Todd Comer is Professor of English and Director of Composition at Defiance College. While his dissertation focused on postmodernism and community, his most recent work operates at the intersection of disability and ecology. He has recently published essays on disability in Chris Ware's Building Stories and Peter Jackson's filmed versions of The Lord of the Rings. Todd Comer's next book, a monograph under contract with Bloomsbury, will involve an ecological analysis of the films of Peter Weir.

Nora Gilbert is an Assistant Professor of English at the University of North Texas who jointly specializes in Victorian literature and classical Hollywood film. She is the author of Better Left Unsaid: Victorian Novels, Hays Code Films, and the Benefits of Censorship (Stanford UP, 2013), and has published articles in Film & History, PMLA, Nineteenth-Century Literature, Nineteenth-Century Gender Studies, and Victorian Review. She is presently at work on two separate but thematically related books that are provisionally entitled Gone Girls: The Runaway Woman Narrative in Eighteenth- and Nineteenth-Century British Fiction and Unwomaned: Hollywood Stardom and the Threat of Female Independence.

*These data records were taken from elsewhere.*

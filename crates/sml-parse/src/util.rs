//! Parse utilities.

use crate::parser::{Error, ErrorKind, Expected, Parser, Result};
use sml_fixity::{Assoc, Infix};
use sml_lex::{Token, TokenKind};
use sml_syntax::{Lab, Path, TyVar};
use std::cmp::Reverse;
use str_util::Name;

/// returns the name of the current token if it is a short value identifier: a name, `=`, or `*`.
pub(crate) fn vid_here(p: &Parser<'_, '_>) -> Option<Name> {
  p.peek().and_then(Token::ident_name)
}

/// returns the name and info of the current token if it is a short identifier that is currently
/// infix. `=` is skipped unless `allow_eq`.
pub(crate) fn infix_here(p: &Parser<'_, '_>, allow_eq: bool) -> Option<(Name, Infix)> {
  infix_at(p, 0, allow_eq)
}

/// like [`infix_here`], but `n` tokens ahead.
pub(crate) fn infix_at(p: &Parser<'_, '_>, n: usize, allow_eq: bool) -> Option<(Name, Infix)> {
  let tok = p.peek_n(n)?;
  if !allow_eq && matches!(tok.kind, TokenKind::Equals) {
    return None;
  }
  let name = tok.ident_name()?;
  let info = p.cx.state.infix(name.as_str())?;
  Some((name, info))
}

pub(crate) fn is_infix(p: &Parser<'_, '_>, name: &Name) -> bool {
  p.cx.state.infix(name.as_str()).is_some()
}

pub(crate) fn vid(p: &mut Parser<'_, '_>) -> Result<Name> {
  match vid_here(p) {
    Some(name) => {
      p.bump()?;
      Ok(name)
    }
    None => Err(p.expected(Expected::Name)),
  }
}

/// `[op] vid`, erroring if the name is infix and there was no `op`.
pub(crate) fn op_vid(p: &mut Parser<'_, '_>) -> Result<Name> {
  let op = p.eat_kw_opt("op");
  let pos = p.pos();
  let name = vid(p)?;
  if !op && is_infix(p, &name) {
    return Err(Error { pos, kind: ErrorKind::InfixWithoutOp });
  }
  Ok(name)
}

/// an alphanumeric name, as for structures, signatures, functors, and type constructors.
pub(crate) fn alnum(p: &mut Parser<'_, '_>) -> Result<Name> {
  match p.peek().map(|tok| &tok.kind) {
    Some(TokenKind::AlnumIdent(name)) => {
      let name = name.clone();
      p.bump()?;
      Ok(name)
    }
    _ => Err(p.expected(Expected::Name)),
  }
}

/// returns the path at the token if it is a value path, without checking fixity.
pub(crate) fn val_path_of(tok: &Token) -> Option<Path> {
  match &tok.kind {
    TokenKind::LongIdent(li) => {
      let (prefix, last) = li.names();
      Some(Path { prefix, last })
    }
    _ => tok.ident_name().map(Path::one),
  }
}

/// returns the path at the token if it is an alphanumeric path, as for structures and types.
pub(crate) fn alnum_path_of(tok: &Token) -> Option<Path> {
  match &tok.kind {
    TokenKind::LongIdent(li) if matches!(li.id.kind, TokenKind::AlnumIdent(_)) => {
      let (prefix, last) = li.names();
      Some(Path { prefix, last })
    }
    TokenKind::AlnumIdent(name) => Some(Path::one(name.clone())),
    _ => None,
  }
}

pub(crate) fn alnum_path(p: &mut Parser<'_, '_>) -> Result<Path> {
  match p.peek().and_then(alnum_path_of) {
    Some(path) => {
      p.bump()?;
      Ok(path)
    }
    None => Err(p.expected(Expected::Name)),
  }
}

/// a value path after `op`, or a non-infix value path.
pub(crate) fn op_val_path(p: &mut Parser<'_, '_>) -> Result<Path> {
  let op = p.eat_kw_opt("op");
  let pos = p.pos();
  let Some(path) = p.peek().and_then(val_path_of) else { return Err(p.expected(Expected::Name)) };
  p.bump()?;
  if !op && path.as_one().is_some_and(|name| is_infix(p, name)) {
    return Err(Error { pos, kind: ErrorKind::InfixWithoutOp });
  }
  Ok(path)
}

pub(crate) fn lab(p: &mut Parser<'_, '_>) -> Result<Lab> {
  let lab = match p.peek().map(|tok| &tok.kind) {
    Some(TokenKind::AlnumIdent(name) | TokenKind::Ident(name)) => Lab::Name(name.clone()),
    Some(TokenKind::Star) => Lab::Name(Name::new("*")),
    Some(TokenKind::Numeric(n)) => match usize::try_from(*n) {
      Ok(n) => Lab::Num(n),
      Err(_) => return Err(p.expected(Expected::Lab)),
    },
    _ => return Err(p.expected(Expected::Lab)),
  };
  p.bump()?;
  Ok(lab)
}

fn ty_var_of(tok: &Token) -> Option<TyVar> {
  match &tok.kind {
    TokenKind::TyVar(name) | TokenKind::EqTyVar(name) => Some(name.clone()),
    _ => None,
  }
}

pub(crate) fn at_ty_var(p: &Parser<'_, '_>) -> bool {
  p.peek().and_then(ty_var_of).is_some()
}

pub(crate) fn ty_var(p: &mut Parser<'_, '_>) -> Result<TyVar> {
  match p.peek().and_then(ty_var_of) {
    Some(tv) => {
      p.bump()?;
      Ok(tv)
    }
    None => Err(p.expected(Expected::Kw("a type variable"))),
  }
}

/// `'a` or `('a, 'b, ...)` or nothing.
pub(crate) fn ty_var_seq(p: &mut Parser<'_, '_>) -> Result<Vec<TyVar>> {
  if at_ty_var(p) {
    return Ok(vec![ty_var(p)?]);
  }
  if p.at_kw("(") && p.peek_n(1).and_then(ty_var_of).is_some() {
    p.bump()?;
    let mut ret = Vec::new();
    loop {
      ret.push(ty_var(p)?);
      if !p.eat_kw_opt(",") {
        break;
      }
    }
    p.eat_kw(")")?;
    return Ok(ret);
  }
  Ok(Vec::new())
}

/// `f`, zero or more times separated by `,`, and then `end`. assumes the opening delimiter was
/// already eaten.
pub(crate) fn comma_sep<'a, 'cx, T, F>(
  p: &mut Parser<'a, 'cx>,
  end: &'static str,
  mut f: F,
) -> Result<Vec<T>>
where
  F: FnMut(&mut Parser<'a, 'cx>) -> Result<T>,
{
  let mut ret = Vec::new();
  if p.eat_kw_opt(end) {
    return Ok(ret);
  }
  loop {
    ret.push(f(p)?);
    if !p.eat_kw_opt(",") {
      break;
    }
  }
  p.eat_kw(end)?;
  Ok(ret)
}

/// `f`, one or more times separated by `and`.
pub(crate) fn and_sep<'a, 'cx, T, F>(p: &mut Parser<'a, 'cx>, mut f: F) -> Result<Vec<T>>
where
  F: FnMut(&mut Parser<'a, 'cx>) -> Result<T>,
{
  let mut ret = vec![f(p)?];
  while p.eat_kw_opt("and") {
    ret.push(f(p)?);
  }
  Ok(ret)
}

/// an infix operator between two operands.
#[derive(Debug)]
pub(crate) struct Operator {
  pub(crate) pos: usize,
  pub(crate) name: Name,
  pub(crate) info: Infix,
}

/// combines the operands with the operators between them.
///
/// the operators are stably sorted by descending precedence, then by position (left to right for
/// left-associative, right to left for right-associative), and then reduced in that order. each
/// reduction joins the groups of its two neighboring operands, tracked with union-find.
pub(crate) fn resolve_infix<T, F>(operands: Vec<T>, ops: Vec<Operator>, mut combine: F) -> Result<T>
where
  F: FnMut(T, Path, T) -> T,
{
  assert_eq!(operands.len(), ops.len() + 1, "operand count must be one more than operator count");
  for (idx, op) in ops.iter().enumerate() {
    for other in &ops[idx + 1..] {
      if other.info.prec > op.info.prec {
        continue;
      }
      if other.info.prec == op.info.prec && other.info.assoc != op.info.assoc {
        cov_mark::hit("same_fixity_diff_assoc");
        return Err(Error { pos: other.pos, kind: ErrorKind::SameFixityDiffAssoc });
      }
      break;
    }
  }
  let mut order: Vec<usize> = (0..ops.len()).collect();
  order.sort_by_key(|&idx| {
    let info = ops[idx].info;
    let by_pos = match info.assoc {
      Assoc::Left => idx,
      Assoc::Right => usize::MAX - idx,
    };
    (Reverse(info.prec), by_pos)
  });
  let mut parent: Vec<usize> = (0..operands.len()).collect();
  let mut slots: Vec<Option<T>> = operands.into_iter().map(Some).collect();
  let mut ops: Vec<Option<Operator>> = ops.into_iter().map(Some).collect();
  for idx in order {
    let lhs_root = find(&mut parent, idx);
    let rhs_root = find(&mut parent, idx + 1);
    let (Some(lhs), Some(rhs), Some(op)) =
      (slots[lhs_root].take(), slots[rhs_root].take(), ops[idx].take())
    else {
      unreachable!("each operator joins two distinct groups exactly once")
    };
    parent[rhs_root] = lhs_root;
    slots[lhs_root] = Some(combine(lhs, Path::one(op.name), rhs));
  }
  let root = find(&mut parent, 0);
  match slots[root].take() {
    Some(x) => Ok(x),
    None => unreachable!("everything ends up in the group of the first operand"),
  }
}

fn find(parent: &mut [usize], mut idx: usize) -> usize {
  while parent[idx] != idx {
    parent[idx] = parent[parent[idx]];
    idx = parent[idx];
  }
  idx
}

/// returns the special constant at the token, if any.
pub(crate) fn scon_of(tok: &Token) -> Option<sml_syntax::SCon> {
  use sml_syntax::SCon;
  let ret = match &tok.kind {
    TokenKind::Int(n) | TokenKind::Numeric(n) => SCon::Int(*n),
    TokenKind::Real(r) => SCon::Real(*r),
    TokenKind::Word(w) => SCon::Word(*w),
    TokenKind::Char(c) => SCon::Char(*c),
    TokenKind::String(s) => SCon::String(s.clone()),
    _ => return None,
  };
  Some(ret)
}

Hatice Yurttas holds a PhD in English Language and Literature from the University of Istanbul in Turkey. Her doctorate research is based on post-modern women's writing and the novel genre. She continues to work and publish on women's writing, the novel, and postmodern literary theories. Hatice Yurttas has held positions as Instructor and Assistant Professor of English.

Daniel Aureliano Newman is a Social Sciences and Humanities Research Council of Canada Post-Doctoral Fellow at McGill University, where he [End Page 135] works on biology and physics in modern and contemporary British and Irish fiction. Some of his research is published or forthcoming in Style, James Joyce Quarterly, and Twentieth-Century Literature. He has also published scientific articles in Oikos and American Journal of Botany.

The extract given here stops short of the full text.